Ama neden güreş? Belki de John’un en çok eksikliğini çektiği şey insani temas, tenin tene değmesinin duygusu. Aristokrat ruhlu annesinin ona sağlayamadığı şey tam da bu. John’un, annesinin safkan atlarından nefretinin ve güreş merakının ardında böyle şeyler var. John’un hayallerinden biri de Amerikan milliyetçiliğinin takdirini kazanmak; Foxcatcher takımıyla vatanına, milletine Olimpiyat altını kazandırmak. Du Pontlar Amerikan sağının tipik temsilcileri...


YENİ BİR BABA FİGÜRÜ
John du Pont, babasının çiftliğinde Foxcatcher Takımı’nı kuruyor ve Mark Schultz’u da takıma transfer ediyor. Mark’ın abisi Dave’le karmaşık bir ilişkisi var. Mark, kendisi için bir baba figürü de olan Dave’e muhtaç ama bir yandan da abisinin gölgesinden çıkıp kendi ayakları üstünde durmak istiyor. Mark, John’un yanında bağımsızlığını bulacağını sanıyor ama aslında bulduğu yeni bir baba figüründen başka bir şey değil. Üstelik bu yeni baba figürü eskisinden de anlayışsız ve otoriter.
Mark’la John du Pont arasında sanki cinsel bir şeyler de gelişiyor. Mark’ın saçlarını boyaması sanki bir şeylere işaret ediyor ama film daha fazlasını ifşa etmiyor.
Mark’ın kontrolden çıkması üzerine John du Pont parası neyse verip Dave Schultz’u da takıma kazandırıyor.  Bu kez iki baba figürü Mark’ın velayeti üzerinde rekabete başlıyorlar. Ve olaylar trajik bir sona doğru ilerliyor.
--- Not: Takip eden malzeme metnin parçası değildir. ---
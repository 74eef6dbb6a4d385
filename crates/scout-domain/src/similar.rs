//! Saved similar-paper search results

use serde::{Deserialize, Serialize};

/// One externally-discovered paper similar to an uploaded one.
#[derive(Clone, Debug, Serialize, Deserialize)]
pub struct SimilarPaperRef {
    pub title: String,
    pub similarity_score: f64,
    #[serde(default, skip_serializing_if = "Option::is_none")]
    pub url: Option<String>,
    #[serde(default, skip_serializing_if = "Option::is_none")]
    pub doi: Option<String>,
}

/// A stored similar-papers search result set for one paper.
#[derive(Clone, Debug, Serialize, Deserialize)]
pub struct SimilarPapers {
    pub id: String,
    pub paper_id: String,
    pub user_id: String,
    pub similar_papers: Vec<SimilarPaperRef>,
    pub search_query: String,
    pub created_at: String,
}

/// Caller-supplied similar-papers fields.
#[derive(Clone, Debug, Serialize, Deserialize)]
pub struct SimilarPapersDraft {
    pub paper_id: String,
    pub user_id: String,
    pub similar_papers: Vec<SimilarPaperRef>,
    pub search_query: String,
}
“Foxcatcher Takımı” son derece iyi çekilmiş, çok iyi oynanmış, durağan ama tuhaf bir gerilimi de olan orijinal bir film. Belki biraz fazla soğuk, kusuru bu. Cinsellik eksik, imanın ötesinde bir şeyler daha olsa keşke. Ama bütün bunların ötesinde Foxcatcher Takımı yılın belki de en iyi filmi. Şimdiden bunu söyleyebilirim. Kaçırmayın.